Suggesting that hard work pays off, as they’d been at it since 1991, helping to define the “Southern rap” sound from Atlanta, Georgia, these guys made piles of money on Hey Ya, remakes, continued radio play, licensing, you name it, not to mention a “diamond” certification, which is 10 million CDs sold (in America alone) just near the end of the era when people still bought CDs. The guys did a lot of acting, too, working in movies, TV and video games, and starring together in the 2006 feature Idlewyld.
They’ve since gone their separate ways, aside from a brief reunion in 2014. Big Boi is now touring on his latest solo album Boomiverse, and calls the tour the DADDY FAT SAXXX TOUR SACK 2, with the opening group The Cool Kids and other guests. The show starts 9 pm and is expected to go late, tickets are $35 advance.
Jesse and the Dandelions – Local producer Jesse Northey’s band project is as pleasant as its name: An easy breezy darkly luxurious folk-alt-pop sound that throws back to the songcraft of legends like Cat Stevens and Crosby Stills Nash and Young. This is “an evening with” night, with two sets at the Accent Lounge. 9:30 pm, $10 at the door
The Give ‘Em Hell Boys – The members of this local country-rock band took umbrage at a recent blurb alleging they come off like a novelty act that may have fallen into the “Irony Event Horizon” – where one eventually and unknowingly turns into the very thing that one originally intended as parody. There’s a fine line between homage and parody. Despite nihilistic songs like Ain’t Gonna Write (No Songs Today) – sample rhyming lyric: “I’m sick and tired of music I don’t even wanna play” – the Give ‘Em Hell Boys deny any association with novelty, insist on being the real deal, and to prove it will play another local show at the Rec Room. Opening the show is Micah Erenberg. 8:30 pm, NO COVER
Faith Crisis – Experimentalists run rampant this weekend, including this spooky electro-percussion project that leads a bill likewise expected to dwell in the land of “noise” – a genre of music unto itself. Preston and Old Crows open the night at the Sewing Machine Factory. $10 at the door.

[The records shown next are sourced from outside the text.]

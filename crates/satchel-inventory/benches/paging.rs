//! Selector layout benchmarks.
//!
//! Run with `cargo bench --package satchel-inventory --bench paging`.

use std::sync::Arc;

use criterion::{black_box, criterion_group, criterion_main, BenchmarkId, Criterion};
use satchel_common::{CharacterId, Tripoint};
use satchel_inventory::{
    Character, DefaultPreset, FocusBroker, InventorySelector, Item, ItemWorld, LayoutSettings, Location, Pocket,
    PocketKind, UiMode,
};

const CATEGORIES: [&str; 6] = ["food", "tools", "clothing", "ammo", "guns", "books"];

/// A player with a stuffed backpack and loose items on the adjacent tiles.
fn create_world(items: usize) -> ItemWorld {
    let mut world = ItemWorld::new();
    let you = CharacterId::PLAYER;
    world.add_character(Character::new(you, "You", Tripoint::default()));
    let pack = world
        .spawn(
            Item::new("backpack", "backpack", "clothing")
                .with_pocket(Pocket::new(PocketKind::Container, u32::MAX, u32::MAX)),
            Location::Worn(you),
        )
        .expect("backpack");
    for i in 0..items {
        let category = CATEGORIES[i % CATEGORIES.len()];
        let item = Item::new(format!("thing_{}", i % 97), format!("thing {}", i % 97), category).with_size(100, 100);
        let at = if i % 2 == 0 {
            Location::Contained { parent: pack, pocket: 0 }
        } else {
            Location::Map(Tripoint::new((i % 3) as i32 - 1, 1, 0))
        };
        world.spawn(item, at).expect("spawn");
    }
    world
}

fn selector(world: &ItemWorld, ui_mode: UiMode) -> InventorySelector {
    let mut sel = InventorySelector::new(
        CharacterId::PLAYER,
        Arc::new(DefaultPreset::default()),
        LayoutSettings::default(),
        ui_mode,
        FocusBroker::shared(),
    );
    sel.add_character_items(world, CharacterId::PLAYER);
    sel.add_nearby_items(world, 1);
    sel
}

fn bench_prepare_layout(c: &mut Criterion) {
    let mut group = c.benchmark_group("prepare_layout");
    for size in [100usize, 1_000, 5_000] {
        let world = create_world(size);
        for mode in [UiMode::Categories, UiMode::Hierarchy] {
            group.bench_with_input(BenchmarkId::new(format!("{mode:?}"), size), &size, |b, _| {
                b.iter(|| {
                    let mut sel = selector(&world, mode);
                    sel.prepare_layout(black_box(&world));
                    black_box(sel.columns().len())
                });
            });
        }
    }
    group.finish();
}

fn bench_filtered_layout(c: &mut Criterion) {
    let world = create_world(2_000);
    c.bench_function("filtered_layout_2000", |b| {
        b.iter(|| {
            let mut sel = selector(&world, UiMode::Categories);
            sel.set_filter(black_box("c:food"));
            sel.prepare_layout(&world);
            black_box(sel.columns().len())
        });
    });
}

criterion_group!(benches, bench_prepare_layout, bench_filtered_layout);
criterion_main!(benches);
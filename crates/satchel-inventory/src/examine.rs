//! Read-only browsing of one container's contents with a detail pane.

use std::sync::Arc;

use satchel_common::{CharacterId, Color, ItemRef};
use tracing::debug;

use crate::focus::SharedFocus;
use crate::input::Action;
use crate::preset::{DefaultPreset, Preset};
use crate::render::{LineSpec, UiDriver};
use crate::selector::InventorySelector;
use crate::settings::{LayoutSettings, UiMode};
use crate::world::{ItemWorld, Phase};

/// Outcome of an examine session.
#[derive(Debug, Clone, Copy, PartialEq, Eq)]
pub enum ExamineResult {
    /// The container is empty or nothing in it is shown
    NoContentsToExamine,
    /// Pockets were collapsed or expanded
    ExaminedWithChanges,
    /// Nothing changed
    ExaminedUnchanged,
}

/// Detail lines of an item.
#[must_use]
pub fn item_info(world: &ItemWorld, item: ItemRef) -> Vec<String> {
    let Some(it) = world.get(item) else {
        return vec!["Item not found".to_string()];
    };
    let mut lines = vec![
        it.display_name(),
        format!("Category: {}", it.category),
        format!("Location: {}", world.describe_location(item)),
        format!(
            "Weight: {:.2} kg  Volume: {:.2} L",
            f64::from(world.total_weight(item)) / 1000.0,
            f64::from(world.total_volume(item)) / 1000.0
        ),
    ];
    if it.length_mm > 0 {
        lines.push(format!("Length: {} mm", it.length_mm));
    }
    if let Some(charges) = it.charges {
        lines.push(format!("Charges: {charges}"));
    }
    if it.price != 0 {
        lines.push(format!("Price: {}", it.price));
    }
    match it.phase {
        Phase::Liquid if it.frozen => lines.push("Frozen liquid".to_string()),
        Phase::Liquid => lines.push("Liquid".to_string()),
        Phase::Gas => lines.push("Gas".to_string()),
        Phase::Solid => {}
    }
    if it.is_container() {
        let stats = world.container_stats(item);
        lines.push(format!(
            "Contains {} items ({:.2}/{:.2} L)",
            world.contents(item).len(),
            f64::from(stats.contained_volume_ml) / 1000.0,
            f64::from(stats.volume_capacity_ml) / 1000.0
        ));
    }
    if it.favorite {
        lines.push("Favorite".to_string());
    }
    lines
}

/// Examine-contents session.
#[derive(Debug)]
pub struct InventoryExaminer {
    base: InventorySelector,
    parent_item: ItemRef,
    changes_made: bool,
}

impl InventoryExaminer {
    /// Lists the contents of `item` with the default preset.
    pub fn new(
        world: &ItemWorld,
        who: CharacterId,
        item: ItemRef,
        layout: LayoutSettings,
        focus: SharedFocus,
    ) -> Self {
        Self::with_preset(world, who, item, Arc::new(DefaultPreset::default()), layout, focus)
    }

    /// Lists the contents of `item` under a custom preset.
    pub fn with_preset(
        world: &ItemWorld,
        who: CharacterId,
        item: ItemRef,
        preset: Arc<dyn Preset>,
        layout: LayoutSettings,
        focus: SharedFocus,
    ) -> Self {
        let mut base = InventorySelector::new(who, preset, layout, UiMode::Hierarchy, focus);
        base.load_categories(world);
        base.set_display_stats(false);
        base.force_width(Some(0.0));
        match world.get(item) {
            Some(it) => base.set_title(it.display_name()),
            None => base.set_title("ERROR: Item not found"),
        }
        base.add_contained_items(world, item);
        Self {
            base,
            parent_item: item,
            changes_made: false,
        }
    }

    /// The underlying selector.
    #[must_use]
    pub const fn selector(&self) -> &InventorySelector {
        &self.base
    }

    fn has_contents(&self, world: &ItemWorld) -> bool {
        !world.contents(self.parent_item).is_empty() && !self.base.is_empty()
    }

    fn cleanup(&self) -> ExamineResult {
        self.base.focus().lock().release(self.base.id());
        if self.changes_made {
            ExamineResult::ExaminedWithChanges
        } else {
            ExamineResult::ExaminedUnchanged
        }
    }

    fn render(&mut self, world: &ItemWorld, driver: &mut dyn UiDriver) {
        self.base.focus().lock().begin_frame();
        let base = &mut self.base;
        driver.frame(&mut |surface| {
            base.draw_header(surface, None);
            surface.separator();
            if base.columns().iter().any(|c| !c.is_valid()) {
                base.prepare_layout(world);
            }
            if let Some(first) = (0..base.columns().len()).find(|i| base.columns()[*i].visible()) {
                base.draw_column(world, surface, first);
            }
            surface.separator();
            match base.get_highlighted().and_then(|e| e.any_item()) {
                Some(item) => {
                    for line in item_info(world, item) {
                        surface.draw_line(&LineSpec::text(line, Color::LightGray));
                    }
                }
                None => {
                    surface.draw_line(&LineSpec::text("No focused entry.", Color::DarkGray));
                }
            }
        });
        self.base.sync_focus(world);
    }

    /// Runs the session.
    pub fn execute(&mut self, world: &mut ItemWorld, driver: &mut dyn UiDriver) -> ExamineResult {
        if !self.has_contents(world) {
            debug!("Nothing to examine inside {}", self.parent_item);
            return ExamineResult::NoContentsToExamine;
        }
        self.base.prepare_layout(world);
        loop {
            self.render(world, driver);
            let input = driver.next_input();
            match input.action {
                Action::Quit | Action::Confirm | Action::Select => return self.cleanup(),
                action => {
                    if matches!(action, Action::ShowHideContents | Action::ShowHideContentsAll) {
                        self.changes_made = true;
                    }
                    self.base.on_input(world, driver, input);
                }
            }
        }
    }
}
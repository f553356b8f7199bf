//! Error types for Satchel.

use thiserror::Error;

use crate::ids::{CharacterId, ItemRef};

/// Top-level error type for Satchel operations.
#[derive(Debug, Error)]
pub enum SatchelError {
    /// World model errors
    #[error("World error: {0}")]
    World(#[from] WorldError),

    /// Serialization errors
    #[error("Serialization error: {0}")]
    Serialization(String),

    /// IO errors
    #[error("IO error: {0}")]
    Io(#[from] std::io::Error),

    /// Schema version mismatch
    #[error("Schema version mismatch: expected {expected}, got {actual}")]
    VersionMismatch {
        /// Expected version
        expected: String,
        /// Actual version found
        actual: String,
    },
}

/// Item graph errors.
#[derive(Debug, Error)]
pub enum WorldError {
    /// Item reference does not resolve
    #[error("Item not found: {0}")]
    ItemNotFound(ItemRef),

    /// Character does not exist
    #[error("Character not found: {0:?}")]
    CharacterNotFound(CharacterId),

    /// Pocket index out of range
    #[error("Item {item} has no pocket {pocket}")]
    PocketNotFound {
        /// Container item
        item: ItemRef,
        /// Requested pocket index
        pocket: usize,
    },

    /// Invalid world data
    #[error("Invalid world data: {0}")]
    InvalidData(String),
}

/// Result type alias for Satchel operations.
pub type SatchelResult<T> = Result<T, SatchelError>;

/// Result type alias for item graph operations.
pub type WorldResult<T> = Result<T, WorldError>;
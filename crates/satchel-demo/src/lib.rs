//! # Satchel Demo
//!
//! Scripted selector sessions for the `satchel` binary:
//! - TOML configuration naming the world, settings and sessions
//! - A runner that drives each selector through the egui driver

#![warn(missing_docs)]
#![warn(clippy::all)]
#![deny(clippy::unwrap_used)]

pub mod config;
pub mod scenario;

pub use config::*;
pub use scenario::*;
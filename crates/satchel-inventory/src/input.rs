//! Named input actions.
//!
//! Key binding itself happens in the rendering layer; selectors only see
//! action names plus the raw character for quick-select lookups.

use std::fmt;
use std::str::FromStr;

use serde::{Deserialize, Serialize};
use thiserror::Error;

/// Failed to parse an action name.
#[derive(Debug, Clone, PartialEq, Eq, Error)]
#[error("Unknown action: {0}")]
pub struct ActionParseError(pub String);

/// An input action understood by selectors.
#[derive(Debug, Clone, Copy, PartialEq, Eq, Hash, Serialize, Deserialize)]
#[serde(rename_all = "SCREAMING_SNAKE_CASE")]
pub enum Action {
    /// Accept the current selection
    Confirm,
    /// Leave without a result
    Quit,
    /// Mouse click on a row
    Select,
    /// Raw key press
    AnyInput,
    /// Toggle the highlighted entry
    ToggleEntry,
    /// Toggle the first non-favorite, non-worn entry
    ToggleNonFavorite,
    /// Ask for a count, then select that many
    MarkWithCount,
    /// Choose one more unit
    IncreaseCount,
    /// Choose one unit less
    DecreaseCount,
    /// Switch between hierarchy and categories
    ViewCategoryMode,
    /// Switch item/category navigation
    CategorySelection,
    /// Flip the favorite flag
    ToggleFavorite,
    /// Fold or unfold one entry
    ShowHideContents,
    /// Cycle the column-wide fold override
    ShowHideContentsAll,
    /// Skip unselectable rows when navigating
    ToggleSkipUnselectable,
    /// Edit the filter
    InventoryFilter,
    /// Clear the filter
    ResetFilter,
    /// Examine the highlighted item
    Examine,
    /// Browse the highlighted container
    ExamineContents,
    /// Wield the highlighted item
    Wield,
    /// Wear the highlighted item
    Wear,
    /// Switch trade pane
    SwitchLists,
    /// Close the trade balance with the highlighted item
    Autobalance,
    /// Pointer moved
    MouseMove,
    /// Show key bindings
    HelpKeybindings,
}

impl Action {
    /// Every action.
    pub const ALL: [Self; 25] = [
        Self::Confirm,
        Self::Quit,
        Self::Select,
        Self::AnyInput,
        Self::ToggleEntry,
        Self::ToggleNonFavorite,
        Self::MarkWithCount,
        Self::IncreaseCount,
        Self::DecreaseCount,
        Self::ViewCategoryMode,
        Self::CategorySelection,
        Self::ToggleFavorite,
        Self::ShowHideContents,
        Self::ShowHideContentsAll,
        Self::ToggleSkipUnselectable,
        Self::InventoryFilter,
        Self::ResetFilter,
        Self::Examine,
        Self::ExamineContents,
        Self::Wield,
        Self::Wear,
        Self::SwitchLists,
        Self::Autobalance,
        Self::MouseMove,
        Self::HelpKeybindings,
    ];

    /// Canonical action name.
    #[must_use]
    pub const fn as_str(self) -> &'static str {
        match self {
            Self::Confirm => "CONFIRM",
            Self::Quit => "QUIT",
            Self::Select => "SELECT",
            Self::AnyInput => "ANY_INPUT",
            Self::ToggleEntry => "TOGGLE_ENTRY",
            Self::ToggleNonFavorite => "TOGGLE_NON_FAVORITE",
            Self::MarkWithCount => "MARK_WITH_COUNT",
            Self::IncreaseCount => "INCREASE_COUNT",
            Self::DecreaseCount => "DECREASE_COUNT",
            Self::ViewCategoryMode => "VIEW_CATEGORY_MODE",
            Self::CategorySelection => "CATEGORY_SELECTION",
            Self::ToggleFavorite => "TOGGLE_FAVORITE",
            Self::ShowHideContents => "SHOW_HIDE_CONTENTS",
            Self::ShowHideContentsAll => "SHOW_HIDE_CONTENTS_ALL",
            Self::ToggleSkipUnselectable => "TOGGLE_SKIP_UNSELECTABLE",
            Self::InventoryFilter => "INVENTORY_FILTER",
            Self::ResetFilter => "RESET_FILTER",
            Self::Examine => "EXAMINE",
            Self::ExamineContents => "EXAMINE_CONTENTS",
            Self::Wield => "WIELD",
            Self::Wear => "WEAR",
            Self::SwitchLists => "SWITCH_LISTS",
            Self::Autobalance => "AUTOBALANCE",
            Self::MouseMove => "MOUSE_MOVE",
            Self::HelpKeybindings => "HELP_KEYBINDINGS",
        }
    }

    /// Changes the visibility of contained entries.
    #[must_use]
    pub const fn is_show_hide(self) -> bool {
        matches!(self, Self::ShowHideContents | Self::ShowHideContentsAll)
    }
}

impl fmt::Display for Action {
    fn fmt(&self, f: &mut fmt::Formatter<'_>) -> fmt::Result {
        f.write_str(self.as_str())
    }
}

impl FromStr for Action {
    type Err = ActionParseError;

    fn from_str(s: &str) -> Result<Self, Self::Err> {
        Self::ALL
            .iter()
            .copied()
            .find(|a| a.as_str() == s)
            .ok_or_else(|| ActionParseError(s.to_string()))
    }
}

/// One input event.
#[derive(Debug, Clone, Copy, PartialEq, Eq)]
pub struct InventoryInput {
    /// Action name
    pub action: Action,
    /// Raw character, for quick-select keys and typed counts
    pub ch: Option<char>,
}

impl InventoryInput {
    /// An action without a character.
    #[must_use]
    pub const fn action(action: Action) -> Self {
        Self { action, ch: None }
    }

    /// A raw key press.
    #[must_use]
    pub const fn key(ch: char) -> Self {
        Self {
            action: Action::AnyInput,
            ch: Some(ch),
        }
    }
}

impl From<Action> for InventoryInput {
    fn from(action: Action) -> Self {
        Self::action(action)
    }
}

#[cfg(test)]
mod tests {
    use super::*;

    #[test]
    fn test_parse_every_action() {
        for action in Action::ALL {
            assert_eq!(action.as_str().parse::<Action>(), Ok(action));
        }
    }

    #[test]
    fn test_parse_unknown() {
        let err = "JUMP".parse::<Action>().expect_err("unknown action");
        assert_eq!(err.to_string(), "Unknown action: JUMP");
    }

    #[test]
    fn test_serde_names_match() {
        let json = serde_json::to_string(&Action::ShowHideContentsAll).expect("serialize");
        assert_eq!(json, "\"SHOW_HIDE_CONTENTS_ALL\"");
        let key = InventoryInput::key('a');
        assert_eq!(key.action, Action::AnyInput);
    }
}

Tekarra – Isn’t there some kind of rule that heavy metal must be fast? This local experimental “doom metal” band doesn’t believe in rules, apparently, to judge from new track called Black Limbs: 10 minutes of one hauntingly repeated distorted guitar kerrang with occasional bursts of Cookie Monster vocals at a tempo that gives entirely new meaning to the phrase “power ballad.” While slow as syrup, the song is both elegant and trippy – with more like it expected on the band’s self-titled debut LP, released with a show at Bohemia. Opening will be the like-minded mad scientists in the bands Zebra Pulse, Paroxym and Languid. 8 pm, $10 at the door
The Johnny Lemons – A Fogertyian, Kings of Leony, Grateful Deaddish, Southern-fried afternoon of rootsy goodness is expected with this local quartet’s show at the Black Dog. 4-6 pm, NO COVER
Audio/Rocketry – Here we have a terrific little neo-folk outfit that doesn’t waste notes as they get to the heart of our various prairie myths and legends, sometimes veering dangerously close to punk rock as the mood strikes them. Standing out is singer Joe Vickers, who with his wingman Matthew Murphy take a rather more passionate approach than your average folkie. Sister Ray and River Jacks open the show at 9910, 9 pm, $10 at the door. Some proceeds from the show will be donated to Canadian Mental Health; donations of warm clothing for the homeless will also be accepted.